* **WORK TASK**
Locate all lines in the data below that hold "Copy" and show them.

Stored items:
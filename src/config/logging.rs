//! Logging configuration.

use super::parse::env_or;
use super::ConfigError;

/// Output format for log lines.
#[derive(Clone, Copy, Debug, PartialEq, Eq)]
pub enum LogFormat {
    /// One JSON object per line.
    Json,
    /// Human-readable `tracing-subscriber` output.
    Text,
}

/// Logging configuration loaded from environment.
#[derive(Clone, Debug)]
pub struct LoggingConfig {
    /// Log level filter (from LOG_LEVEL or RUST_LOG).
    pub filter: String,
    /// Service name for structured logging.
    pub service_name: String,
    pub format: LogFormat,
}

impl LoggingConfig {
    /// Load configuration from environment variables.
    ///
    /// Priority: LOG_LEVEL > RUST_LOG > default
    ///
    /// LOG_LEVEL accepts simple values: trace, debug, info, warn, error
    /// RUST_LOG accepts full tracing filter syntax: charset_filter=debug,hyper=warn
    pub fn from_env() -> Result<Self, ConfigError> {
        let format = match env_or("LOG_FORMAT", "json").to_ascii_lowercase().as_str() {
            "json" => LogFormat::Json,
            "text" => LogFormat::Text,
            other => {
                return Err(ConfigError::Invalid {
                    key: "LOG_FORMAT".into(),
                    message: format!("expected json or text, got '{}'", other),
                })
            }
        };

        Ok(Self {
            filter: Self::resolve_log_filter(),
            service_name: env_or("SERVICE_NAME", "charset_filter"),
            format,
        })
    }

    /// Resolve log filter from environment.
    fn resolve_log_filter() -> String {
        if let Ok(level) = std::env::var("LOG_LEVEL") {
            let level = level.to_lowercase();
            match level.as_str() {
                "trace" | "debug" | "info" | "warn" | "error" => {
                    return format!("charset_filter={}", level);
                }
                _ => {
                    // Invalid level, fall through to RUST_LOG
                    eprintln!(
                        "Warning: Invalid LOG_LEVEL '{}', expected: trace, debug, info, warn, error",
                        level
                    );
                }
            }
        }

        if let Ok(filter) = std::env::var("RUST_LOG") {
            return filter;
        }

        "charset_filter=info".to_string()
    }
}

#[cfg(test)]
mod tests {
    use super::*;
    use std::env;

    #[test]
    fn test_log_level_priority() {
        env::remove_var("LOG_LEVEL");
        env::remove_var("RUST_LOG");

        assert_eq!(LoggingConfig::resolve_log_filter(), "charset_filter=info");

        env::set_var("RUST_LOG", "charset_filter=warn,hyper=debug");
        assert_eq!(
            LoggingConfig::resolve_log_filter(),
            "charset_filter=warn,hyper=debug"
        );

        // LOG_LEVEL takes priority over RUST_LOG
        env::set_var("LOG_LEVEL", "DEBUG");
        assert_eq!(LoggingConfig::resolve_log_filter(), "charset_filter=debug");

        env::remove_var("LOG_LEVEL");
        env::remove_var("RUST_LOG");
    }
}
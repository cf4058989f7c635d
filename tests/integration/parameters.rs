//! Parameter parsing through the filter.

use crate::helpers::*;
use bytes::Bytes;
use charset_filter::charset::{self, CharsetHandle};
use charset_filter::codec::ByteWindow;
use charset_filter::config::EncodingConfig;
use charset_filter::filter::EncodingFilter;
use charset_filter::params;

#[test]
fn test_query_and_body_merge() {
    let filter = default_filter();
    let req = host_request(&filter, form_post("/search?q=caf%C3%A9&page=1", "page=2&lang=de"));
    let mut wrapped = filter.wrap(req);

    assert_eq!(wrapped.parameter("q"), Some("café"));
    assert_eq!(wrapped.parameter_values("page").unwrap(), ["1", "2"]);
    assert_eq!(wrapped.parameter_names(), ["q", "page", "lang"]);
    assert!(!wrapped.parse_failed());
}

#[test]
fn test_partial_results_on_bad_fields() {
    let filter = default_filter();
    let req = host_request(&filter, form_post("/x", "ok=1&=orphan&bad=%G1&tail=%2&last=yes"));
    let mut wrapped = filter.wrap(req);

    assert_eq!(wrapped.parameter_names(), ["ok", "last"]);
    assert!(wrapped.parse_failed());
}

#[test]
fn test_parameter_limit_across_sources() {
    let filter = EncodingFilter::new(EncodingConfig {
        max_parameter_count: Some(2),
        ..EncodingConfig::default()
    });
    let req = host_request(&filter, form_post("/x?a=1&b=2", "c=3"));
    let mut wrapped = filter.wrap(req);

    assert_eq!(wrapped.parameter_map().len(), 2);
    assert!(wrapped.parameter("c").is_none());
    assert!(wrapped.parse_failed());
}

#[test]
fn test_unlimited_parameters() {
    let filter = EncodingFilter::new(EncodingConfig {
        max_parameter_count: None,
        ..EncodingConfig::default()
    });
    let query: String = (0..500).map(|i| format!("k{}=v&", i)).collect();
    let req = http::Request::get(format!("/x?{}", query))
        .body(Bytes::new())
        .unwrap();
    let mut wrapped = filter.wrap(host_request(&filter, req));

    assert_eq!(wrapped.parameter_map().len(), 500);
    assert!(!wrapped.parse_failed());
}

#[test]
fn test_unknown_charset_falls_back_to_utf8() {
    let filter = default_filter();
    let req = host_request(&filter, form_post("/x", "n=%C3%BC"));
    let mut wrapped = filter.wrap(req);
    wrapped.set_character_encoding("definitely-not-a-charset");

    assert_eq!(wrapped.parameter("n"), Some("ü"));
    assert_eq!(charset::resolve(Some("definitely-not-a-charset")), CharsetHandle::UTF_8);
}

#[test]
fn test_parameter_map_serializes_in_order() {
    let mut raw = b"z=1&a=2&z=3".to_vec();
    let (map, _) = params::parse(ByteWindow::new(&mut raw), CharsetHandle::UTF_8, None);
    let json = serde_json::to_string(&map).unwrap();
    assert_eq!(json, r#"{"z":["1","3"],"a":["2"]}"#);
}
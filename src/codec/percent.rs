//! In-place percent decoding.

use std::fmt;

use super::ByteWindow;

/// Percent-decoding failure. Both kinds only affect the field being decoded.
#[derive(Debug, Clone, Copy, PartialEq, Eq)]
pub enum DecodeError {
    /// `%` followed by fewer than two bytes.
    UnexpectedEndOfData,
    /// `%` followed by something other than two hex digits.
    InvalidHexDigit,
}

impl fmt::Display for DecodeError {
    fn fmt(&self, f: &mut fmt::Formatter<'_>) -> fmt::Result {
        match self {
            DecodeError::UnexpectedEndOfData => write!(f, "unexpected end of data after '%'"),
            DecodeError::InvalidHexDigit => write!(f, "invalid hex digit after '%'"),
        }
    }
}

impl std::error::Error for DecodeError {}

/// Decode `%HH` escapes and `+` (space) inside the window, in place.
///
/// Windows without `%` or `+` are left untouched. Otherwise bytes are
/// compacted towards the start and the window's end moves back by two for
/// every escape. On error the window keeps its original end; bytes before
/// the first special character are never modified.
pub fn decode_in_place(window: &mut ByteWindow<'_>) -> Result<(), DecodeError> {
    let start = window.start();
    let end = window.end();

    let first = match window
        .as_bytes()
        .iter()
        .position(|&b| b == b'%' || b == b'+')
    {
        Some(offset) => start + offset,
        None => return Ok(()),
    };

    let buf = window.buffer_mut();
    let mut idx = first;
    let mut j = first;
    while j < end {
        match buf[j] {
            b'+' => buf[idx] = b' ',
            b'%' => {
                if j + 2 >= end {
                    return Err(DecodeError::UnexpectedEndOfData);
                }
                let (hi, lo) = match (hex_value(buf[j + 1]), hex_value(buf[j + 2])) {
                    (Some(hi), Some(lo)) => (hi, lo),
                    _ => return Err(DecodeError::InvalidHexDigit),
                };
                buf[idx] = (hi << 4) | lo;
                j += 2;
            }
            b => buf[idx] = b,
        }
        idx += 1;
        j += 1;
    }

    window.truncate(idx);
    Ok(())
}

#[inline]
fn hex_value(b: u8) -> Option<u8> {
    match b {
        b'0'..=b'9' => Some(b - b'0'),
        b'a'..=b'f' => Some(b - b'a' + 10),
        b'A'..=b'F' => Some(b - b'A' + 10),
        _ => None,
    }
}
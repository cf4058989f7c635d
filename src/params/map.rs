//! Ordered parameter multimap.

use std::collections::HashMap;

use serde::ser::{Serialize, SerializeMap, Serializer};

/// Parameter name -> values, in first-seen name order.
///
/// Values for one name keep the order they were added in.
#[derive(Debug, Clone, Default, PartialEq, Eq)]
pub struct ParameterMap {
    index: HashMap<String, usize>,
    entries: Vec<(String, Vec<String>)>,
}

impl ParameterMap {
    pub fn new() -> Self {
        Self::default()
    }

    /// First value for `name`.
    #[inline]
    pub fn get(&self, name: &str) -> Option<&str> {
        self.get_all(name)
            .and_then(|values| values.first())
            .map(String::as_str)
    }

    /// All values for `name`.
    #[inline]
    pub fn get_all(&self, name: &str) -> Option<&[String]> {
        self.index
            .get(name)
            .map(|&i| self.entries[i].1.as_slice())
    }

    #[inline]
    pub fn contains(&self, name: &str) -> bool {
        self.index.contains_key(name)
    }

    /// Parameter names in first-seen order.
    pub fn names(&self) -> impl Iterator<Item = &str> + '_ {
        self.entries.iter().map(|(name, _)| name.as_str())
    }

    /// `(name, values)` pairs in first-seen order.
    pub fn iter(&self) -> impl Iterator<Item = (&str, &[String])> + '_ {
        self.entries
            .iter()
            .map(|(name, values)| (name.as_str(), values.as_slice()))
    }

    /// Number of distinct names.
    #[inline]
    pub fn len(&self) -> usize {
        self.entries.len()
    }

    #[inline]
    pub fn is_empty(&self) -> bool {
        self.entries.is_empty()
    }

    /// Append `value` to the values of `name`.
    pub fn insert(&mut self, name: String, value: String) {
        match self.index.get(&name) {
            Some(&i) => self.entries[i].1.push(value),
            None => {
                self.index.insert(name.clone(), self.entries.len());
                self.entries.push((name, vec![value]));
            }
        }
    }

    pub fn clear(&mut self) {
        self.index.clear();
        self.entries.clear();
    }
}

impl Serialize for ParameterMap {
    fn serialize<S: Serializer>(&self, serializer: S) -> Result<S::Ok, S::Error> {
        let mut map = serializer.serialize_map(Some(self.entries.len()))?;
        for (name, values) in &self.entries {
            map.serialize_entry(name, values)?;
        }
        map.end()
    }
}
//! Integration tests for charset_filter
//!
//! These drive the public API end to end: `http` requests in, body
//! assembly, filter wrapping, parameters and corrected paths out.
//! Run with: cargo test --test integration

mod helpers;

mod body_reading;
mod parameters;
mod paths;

* **WRITTEN ANSWER**
#[derive(Clone, Copy, Debug, PartialEq, Eq)]
#[derive(Debug, Clone, Copy, PartialEq, Eq)]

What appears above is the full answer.